Chlamydia trachomatis (CT) infections often remain asymptomatic yet can cause severe complications. Although nucleic acid amplification tests (NAATs) offer high sensitivity, they require expensive equipment unavailable in resource-limited settings. We developed the first application of catalytic hairpin assembly (CHA) technology combined with fluorescence immunochromatography assay (FICA) and colloidal gold immunochromatography assay (GICA) for CT 16S rRNA detection. We optimized reaction conditions (temperature, pH, probe ratio, and concentration) to minimize background signals and ensure CHA reaction feasibility. Using RT-qPCR as reference standard, we evaluated 38 CT-positive and 62 CT-negative clinical vaginal swab specimens. CHA-FICA achieved a detection limit of 10 fM with 89.47 % sensitivity and 100 % specificity within 25 min.

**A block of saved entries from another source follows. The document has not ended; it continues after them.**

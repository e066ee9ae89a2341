use serde::{Deserialize, Serialize};

use crate::{Atom, Mat4, Vec3, fraction::is_int};

/// a diagonal supercell of `n[0] x n[1] x n[2]` unit cells
#[derive(Clone, Copy, Debug, PartialEq, Eq, Serialize, Deserialize)]
#[serde(transparent)]
pub struct Supercell {
    pub n: [usize; 3],
}

impl From<[usize; 3]> for Supercell {
    fn from(n: [usize; 3]) -> Self {
        Self { n }
    }
}

impl Supercell {
    pub fn new(nx: usize, ny: usize, nz: usize) -> Self {
        Self { n: [nx, ny, nz] }
    }

    pub fn is_unit(&self) -> bool {
        self.n == [1, 1, 1]
    }

    fn scale(&self) -> Vec3 {
        Vec3::new(self.n[0] as f64, self.n[1] as f64, self.n[2] as f64)
    }

    /// the affine matrix taking supercell fractional coordinates to unit
    /// cell fractional coordinates
    pub fn matrix(&self) -> Mat4 {
        Mat4::from_diagonal(&self.scale().push(1.0))
    }

    /// apply [Self::matrix] to the point `p`
    pub fn transform_point(&self, p: &Vec3) -> Vec3 {
        (self.matrix() * p.push(1.0)).xyz()
    }

    /// whether every component of `q`, with zeros counted as 1, times the
    /// repeat count along that axis is an integer
    pub fn is_commensurate(&self, q: &Vec3) -> bool {
        q.iter()
            .zip(self.n)
            .all(|(&q, n)| is_int(if q == 0.0 { 1.0 } else { q } * n as f64))
    }

    /// whether modes at `q` have a real representation in this supercell.
    /// the Gamma point is only accepted by the trivial supercell
    pub fn accepts(&self, q: &Vec3) -> bool {
        let gamma = q.norm() == 0.0;
        !(gamma && !self.is_unit()) && self.is_commensurate(q)
    }

    /// replicate `base`, whose coordinates are fractional in the unit cell,
    /// into the supercell. the first `base.len()` atoms of the result are the
    /// original sites, followed by one block of replicas per extra cell. every
    /// atom's `atom_site` is the index of the original it came from
    pub fn expand(&self, base: &[Atom]) -> Vec<Atom> {
        let scale = self.scale();
        let place = |atom: &Atom, site: usize, cell: Vec3| {
            let mut atom = atom.clone();
            atom.coord = (atom.coord + cell).component_div(&scale);
            atom.atom_site = site;
            atom
        };
        let mut ret: Vec<Atom> = base
            .iter()
            .enumerate()
            .map(|(j, a)| place(a, j, Vec3::zeros()))
            .collect();
        let [nx, ny, nz] = self.n;
        for ix in 0..nx {
            for iy in 0..ny {
                for iz in 0..nz {
                    if ix == 0 && iy == 0 && iz == 0 {
                        continue;
                    }
                    let cell = Vec3::new(ix as f64, iy as f64, iz as f64);
                    for (j, atom) in base.iter().enumerate() {
                        ret.push(place(atom, j, cell));
                    }
                }
            }
        }
        ret
    }
}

CHA-GICA reached a detection limit of 1 pM with 81.57 % sensitivity and 100 % specificity within 30 min. Both platforms showed excellent concordance with RT-qPCR results: CHA-FICA achieved 96 % accuracy (AUC = 0.988) and CHA-GICA 93 % accuracy (AUC = 0.979). The probes remained stable for up to 5 weeks at -20 °C. This cost-effective nucleic acid detection strategy is suitable for resource-limited settings, providing both theoretical insights and practical tools for early CT diagnosis.